Global and domestic outsourcing can play a key role in shortening the drug development process by enabling pharmaceutical companies to hand off selected tasks, thereby freeing up resources to devote more time to additional strategic activities. Global outsourcing also can enhance the quality of and access to talent. Many firms are tapping into India's pool of scientists, who have solid capabilities and strong expertise. AstraZeneca, for example, recently built a research facility in Bangalore that focuses on tuberculosis. The company plans to invest another US$30 million during the next five years for laboratory equipment and operations costs. "Our investment here in Bangalore is definitely not based on cost, because the cost of doing research is mainly a small part of the total global research and development efforts," Sir Tom McKillop, AstraZeneca's chief executive, told India-based pharma portal pharmabiz.com. "The only reason for opting for India is the quality of scientists."
Of course, the savings are compelling. The costs of direct and indirect personnel, depreciation costs, and material are roughly 40% lower in countries such as China and India (see Figure 2). Our analysis assumes that indirect staff includes both local offshore and US corporate oversight; local offshore oversight helps lower costs.

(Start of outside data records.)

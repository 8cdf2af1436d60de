//! Request metadata describing who followed a short link.

use std::net::IpAddr;

/// Address reported when neither a forwarded header nor a socket address is available.
pub const UNKNOWN_ADDRESS: &str = "unknown";

/// Client details captured on the redirect path.
#[derive(Debug, Clone, PartialEq, Eq)]
pub struct Visitor {
    /// Best-effort client address; never empty.
    pub address: String,
    /// `Referer` header, verbatim.
    pub referrer: Option<String>,
}

impl Visitor {
    /// Derives the client address.
    ///
    /// Priority:
    /// 1. First entry of `X-Forwarded-For`
    /// 2. Peer socket address
    /// 3. [`UNKNOWN_ADDRESS`]
    pub fn resolve(
        forwarded_for: Option<&str>,
        peer: Option<IpAddr>,
        referrer: Option<String>,
    ) -> Self {
        let forwarded = forwarded_for
            .and_then(|value| value.split(',').next())
            .map(str::trim)
            .filter(|first| !first.is_empty());

        let address = match (forwarded, peer) {
            (Some(first), _) => first.to_string(),
            (None, Some(ip)) => ip.to_string(),
            (None, None) => UNKNOWN_ADDRESS.to_string(),
        };

        Self { address, referrer }
    }
}

#[cfg(test)]
mod tests {
    use super::*;

    #[test]
    fn test_forwarded_for_first_entry_wins() {
        let peer: IpAddr = "10.0.0.1".parse().unwrap();
        let visitor = Visitor::resolve(Some("203.0.113.7, 10.0.0.2"), Some(peer), None);
        assert_eq!(visitor.address, "203.0.113.7");
    }

    #[test]
    fn test_falls_back_to_peer() {
        let peer: IpAddr = "192.168.1.20".parse().unwrap();
        let visitor = Visitor::resolve(None, Some(peer), None);
        assert_eq!(visitor.address, "192.168.1.20");
    }

    #[test]
    fn test_blank_forwarded_header_falls_back_to_peer() {
        let peer: IpAddr = "::1".parse().unwrap();
        let visitor = Visitor::resolve(Some(" , 1.1.1.1"), Some(peer), None);
        assert_eq!(visitor.address, "::1");
    }

    #[test]
    fn test_unknown_without_any_source() {
        let visitor = Visitor::resolve(None, None, Some("https://news.ycombinator.com".into()));
        assert_eq!(visitor.address, UNKNOWN_ADDRESS);
        assert_eq!(
            visitor.referrer.as_deref(),
            Some("https://news.ycombinator.com")
        );
    }
}
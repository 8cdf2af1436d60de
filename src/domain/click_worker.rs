//! Background worker persisting click events.
//!
//! The redirect path never awaits a click write. Events arrive over a bounded
//! channel and are written concurrently (bounded by a semaphore); every write has
//! its own error boundary that logs and moves on. Failed writes are not retried.

use std::sync::Arc;

use tokio::sync::{Semaphore, mpsc};
use tracing::{debug, info, warn};

use crate::domain::click_event::ClickEvent;
use crate::domain::repositories::ClickRepository;

/// Runs until every sender is dropped and all in-flight writes have finished.
///
/// # Arguments
///
/// - `rx` - receiving half of the click queue
/// - `clicks` - click log store
/// - `concurrency` - maximum number of simultaneous writes (at least 1)
pub async fn run_click_worker<C>(
    mut rx: mpsc::Receiver<ClickEvent>,
    clicks: Arc<C>,
    concurrency: usize,
) where
    C: ClickRepository + ?Sized + 'static,
{
    let concurrency = concurrency.max(1);
    let permits = Arc::new(Semaphore::new(concurrency));

    while let Some(event) = rx.recv().await {
        let Ok(permit) = permits.clone().acquire_owned().await else {
            break;
        };
        let clicks = clicks.clone();

        tokio::spawn(async move {
            persist_click(clicks.as_ref(), event).await;
            drop(permit);
        });
    }

    // Wait for in-flight writes before reporting shutdown.
    let _ = permits.acquire_many(concurrency as u32).await;
    info!("Click worker stopped");
}

async fn persist_click<C>(clicks: &C, event: ClickEvent)
where
    C: ClickRepository + ?Sized,
{
    let link_id = event.link_id;

    match clicks.record_click(event.into()).await {
        Ok(click) => {
            metrics::counter!("clicks_recorded_total").increment(1);
            debug!(link_id, click_id = click.id, "Click recorded");
        }
        Err(e) => {
            metrics::counter!("clicks_failed_total").increment(1);
            warn!(link_id, error = %e, "Failed to record click");
        }
    }
}

#[cfg(test)]
mod tests {
    use super::*;
    use crate::domain::entities::Click;
    use crate::domain::repositories::MockClickRepository;
    use crate::error::AppError;
    use serde_json::json;

    fn event(link_id: i64) -> ClickEvent {
        ClickEvent::new(link_id, "0".repeat(64), None)
    }

    #[tokio::test]
    async fn test_worker_persists_all_events() {
        let mut mock_repo = MockClickRepository::new();
        mock_repo.expect_record_click().times(3).returning(|c| {
            Ok(Click::new(1, c.link_id, c.clicked_at, c.ip_hash, c.referrer))
        });

        let (tx, rx) = mpsc::channel(16);
        for id in 1..=3 {
            tx.send(event(id)).await.unwrap();
        }
        drop(tx);

        run_click_worker(rx, Arc::new(mock_repo), 2).await;
    }

    #[tokio::test]
    async fn test_worker_survives_store_failures() {
        let mut mock_repo = MockClickRepository::new();
        let mut seq = mockall::Sequence::new();
        mock_repo
            .expect_record_click()
            .times(1)
            .in_sequence(&mut seq)
            .returning(|_| Err(AppError::internal("Database error", json!({}))));
        mock_repo
            .expect_record_click()
            .times(1)
            .in_sequence(&mut seq)
            .returning(|c| Ok(Click::new(2, c.link_id, c.clicked_at, c.ip_hash, c.referrer)));

        let (tx, rx) = mpsc::channel(16);
        tx.send(event(1)).await.unwrap();
        tx.send(event(2)).await.unwrap();
        drop(tx);

        // Concurrency of one keeps the writes ordered for the sequence check.
        run_click_worker(rx, Arc::new(mock_repo), 1).await;
    }

    #[tokio::test]
    async fn test_worker_zero_concurrency_is_clamped() {
        let mut mock_repo = MockClickRepository::new();
        mock_repo.expect_record_click().times(1).returning(|c| {
            Ok(Click::new(1, c.link_id, c.clicked_at, c.ip_hash, c.referrer))
        });

        let (tx, rx) = mpsc::channel(4);
        tx.send(event(9)).await.unwrap();
        drop(tx);

        run_click_worker(rx, Arc::new(mock_repo), 0).await;
    }
}
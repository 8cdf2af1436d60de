//! Application error type and its HTTP representation.
//!
//! Every fallible layer (repositories, services, handlers) returns [`AppError`].
//! The error is rendered as:
//!
//! ```json
//! { "error": { "code": "conflict", "message": "Slug already exists", "details": {} } }
//! ```

use axum::{
    Json,
    extract::rejection::{JsonRejection, PathRejection, QueryRejection},
    http::{StatusCode, header},
    response::{IntoResponse, Response},
};
use serde::Serialize;
use serde_json::{Value, json};

/// Serializable error payload.
#[derive(Debug, Clone, Serialize)]
pub struct ErrorInfo {
    pub code: &'static str,
    pub message: String,
    pub details: Value,
}

#[derive(Serialize)]
struct ErrorBody {
    error: ErrorInfo,
}

/// Error taxonomy shared by all layers.
#[derive(Debug, thiserror::Error)]
pub enum AppError {
    /// Malformed user input (400).
    #[error("{message}")]
    Validation { message: String, details: Value },

    /// Missing or invalid credentials (401).
    #[error("{message}")]
    Unauthorized { message: String, details: Value },

    /// Authenticated caller lacks permission (403).
    #[error("{message}")]
    Forbidden { message: String, details: Value },

    /// Unknown resource (404).
    #[error("{message}")]
    NotFound { message: String, details: Value },

    /// Unique constraint or slug already taken (409).
    #[error("{message}")]
    Conflict { message: String, details: Value },

    /// The slug allocator ran out of attempts (500).
    #[error("{message}")]
    Exhausted { message: String, details: Value },

    /// Anything else (500).
    #[error("{message}")]
    Internal { message: String, details: Value },
}

impl AppError {
    pub fn bad_request(message: impl Into<String>, details: Value) -> Self {
        Self::Validation {
            message: message.into(),
            details,
        }
    }

    pub fn unauthorized(message: impl Into<String>, details: Value) -> Self {
        Self::Unauthorized {
            message: message.into(),
            details,
        }
    }

    pub fn forbidden(message: impl Into<String>, details: Value) -> Self {
        Self::Forbidden {
            message: message.into(),
            details,
        }
    }

    pub fn not_found(message: impl Into<String>, details: Value) -> Self {
        Self::NotFound {
            message: message.into(),
            details,
        }
    }

    pub fn conflict(message: impl Into<String>, details: Value) -> Self {
        Self::Conflict {
            message: message.into(),
            details,
        }
    }

    pub fn exhausted(message: impl Into<String>, details: Value) -> Self {
        Self::Exhausted {
            message: message.into(),
            details,
        }
    }

    pub fn internal(message: impl Into<String>, details: Value) -> Self {
        Self::Internal {
            message: message.into(),
            details,
        }
    }

    /// HTTP status associated with the variant.
    pub fn status_code(&self) -> StatusCode {
        match self {
            AppError::Validation { .. } => StatusCode::BAD_REQUEST,
            AppError::Unauthorized { .. } => StatusCode::UNAUTHORIZED,
            AppError::Forbidden { .. } => StatusCode::FORBIDDEN,
            AppError::NotFound { .. } => StatusCode::NOT_FOUND,
            AppError::Conflict { .. } => StatusCode::CONFLICT,
            AppError::Exhausted { .. } | AppError::Internal { .. } => {
                StatusCode::INTERNAL_SERVER_ERROR
            }
        }
    }

    /// Converts the error into its serializable payload.
    pub fn to_error_info(&self) -> ErrorInfo {
        let (code, message, details) = match self {
            AppError::Validation { message, details } => ("validation_error", message, details),
            AppError::Unauthorized { message, details } => ("unauthorized", message, details),
            AppError::Forbidden { message, details } => ("forbidden", message, details),
            AppError::NotFound { message, details } => ("not_found", message, details),
            AppError::Conflict { message, details } => ("conflict", message, details),
            AppError::Exhausted { message, details } => {
                ("slug_space_exhausted", message, details)
            }
            AppError::Internal { message, details } => ("internal_error", message, details),
        };

        ErrorInfo {
            code,
            message: message.clone(),
            details: details.clone(),
        }
    }
}

impl IntoResponse for AppError {
    fn into_response(self) -> Response {
        let status = self.status_code();
        let body = ErrorBody {
            error: self.to_error_info(),
        };

        if matches!(self, AppError::Unauthorized { .. }) {
            return (status, [(header::WWW_AUTHENTICATE, "Bearer")], Json(body)).into_response();
        }

        (status, Json(body)).into_response()
    }
}

impl From<sqlx::Error> for AppError {
    fn from(e: sqlx::Error) -> Self {
        if let Some(db) = e.as_database_error()
            && db.is_unique_violation()
        {
            return AppError::conflict(
                "Unique constraint violation",
                json!({ "constraint": db.constraint() }),
            );
        }

        tracing::error!(error = %e, "Database error");
        AppError::internal("Database error", json!({}))
    }
}

impl From<validator::ValidationErrors> for AppError {
    fn from(errors: validator::ValidationErrors) -> Self {
        let details = serde_json::to_value(&errors).unwrap_or_else(|_| json!({}));
        AppError::bad_request("Request validation failed", details)
    }
}

impl From<JsonRejection> for AppError {
    fn from(rejection: JsonRejection) -> Self {
        AppError::bad_request(
            "Invalid JSON body",
            json!({ "reason": rejection.body_text() }),
        )
    }
}

impl From<PathRejection> for AppError {
    fn from(rejection: PathRejection) -> Self {
        AppError::bad_request(
            "Invalid path parameter",
            json!({ "reason": rejection.body_text() }),
        )
    }
}

impl From<QueryRejection> for AppError {
    fn from(rejection: QueryRejection) -> Self {
        AppError::bad_request(
            "Invalid query parameters",
            json!({ "reason": rejection.body_text() }),
        )
    }
}
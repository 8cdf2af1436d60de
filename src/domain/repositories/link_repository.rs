//! Repository trait for short link data access.

use crate::domain::entities::{Link, LinkFilter, LinkSummary, NewLink};
use crate::error::AppError;
use async_trait::async_trait;

/// Repository interface for managing short links.
///
/// # Implementations
///
/// - [`crate::infrastructure::persistence::PgLinkRepository`] - PostgreSQL implementation
/// - Test mocks available with `cfg(test)`
#[cfg_attr(test, mockall::automock)]
#[async_trait]
pub trait LinkRepository: Send + Sync {
    /// Inserts a new link.
    ///
    /// # Errors
    ///
    /// Returns [`AppError::Conflict`] if the slug is already taken. This is the
    /// store-level uniqueness check and is distinguishable from other failures.
    ///
    /// Returns [`AppError::Internal`] on database errors.
    async fn create(&self, new_link: NewLink) -> Result<Link, AppError>;

    /// Finds a link by its surrogate id.
    async fn find_by_id(&self, id: i64) -> Result<Option<Link>, AppError>;

    /// Finds a link by its slug.
    ///
    /// # Returns
    ///
    /// - `Ok(Some(Link))` if found
    /// - `Ok(None)` if not found
    async fn find_by_slug(&self, slug: &str) -> Result<Option<Link>, AppError>;

    /// Read-only existence check used by the slug allocator.
    async fn exists_by_slug(&self, slug: &str) -> Result<bool, AppError>;

    /// Lists links newest first with click aggregates.
    async fn list(&self, filter: LinkFilter) -> Result<Vec<LinkSummary>, AppError>;

    /// Counts links matching the optional search term.
    async fn count(&self, search: Option<String>) -> Result<i64, AppError>;

    /// Replaces the destination of a link.
    ///
    /// Returns `Ok(None)` if no link has the given id.
    async fn update_destination(
        &self,
        id: i64,
        destination: String,
    ) -> Result<Option<Link>, AppError>;

    /// Deletes a link; its clicks are removed by cascade.
    ///
    /// Returns `Ok(true)` if a row was deleted.
    async fn delete(&self, id: i64) -> Result<bool, AppError>;
}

One example is clinical trial costs. ClinTec International, a privately owned full-service contract research organization with headquarters in Germany, for example, reports that recruiting 200 patients in the United States for a one-year study would take approximately 3-6 months. ClinTec claims this time can be cut in half by recruiting patients in India. The time required for data analysis also can be significantly shorter, from 6-10 weeks in India versus nearly four months in the United States. According to the company, the estimated cost savings may reach 50-50% compared with the costs of conducting the trials in the United States. Lower costs are a result of lower wages of key personnel involved in conducting clinical trials and data monitoring (e.g., clinical research assistants, project management, clinical data management, and biostatisticians) and lower investigator grants (i.e., payments to physicians for their expertise and time in monitoring clinical-trial patients).
In addition to these savings, companies can avoid significant fixed costs and capital outlays. For instance, by partnering with a local pharmaceutical company for selected drug discovery efforts, companies can minimize capital investment associated with setting up their own R&D facilities in offshore locations. For labor-intensive activities, the low costs of labor and infrastructure abroad are more than enough to offset such added expenses as additional travel and higher telecommunications costs.
Good reasons for reluctance
Despite the opportunities, the news isn't all good. When A.T. Kearney and CFO Research Services conducted interviews with executives and professors from 13 pharmaceutical and biotechnology companies and academic institutions in Q2-Q3 2004, those surveyed expressed many misgivings about turning over complex functions to third parties overseas (2). "Pharmaceutical companies are notoriously conservative on everything they do. They do not like to give up control of anything," notes Andrew Bonfield, chief financial officer of Bristol-Myers Squibb.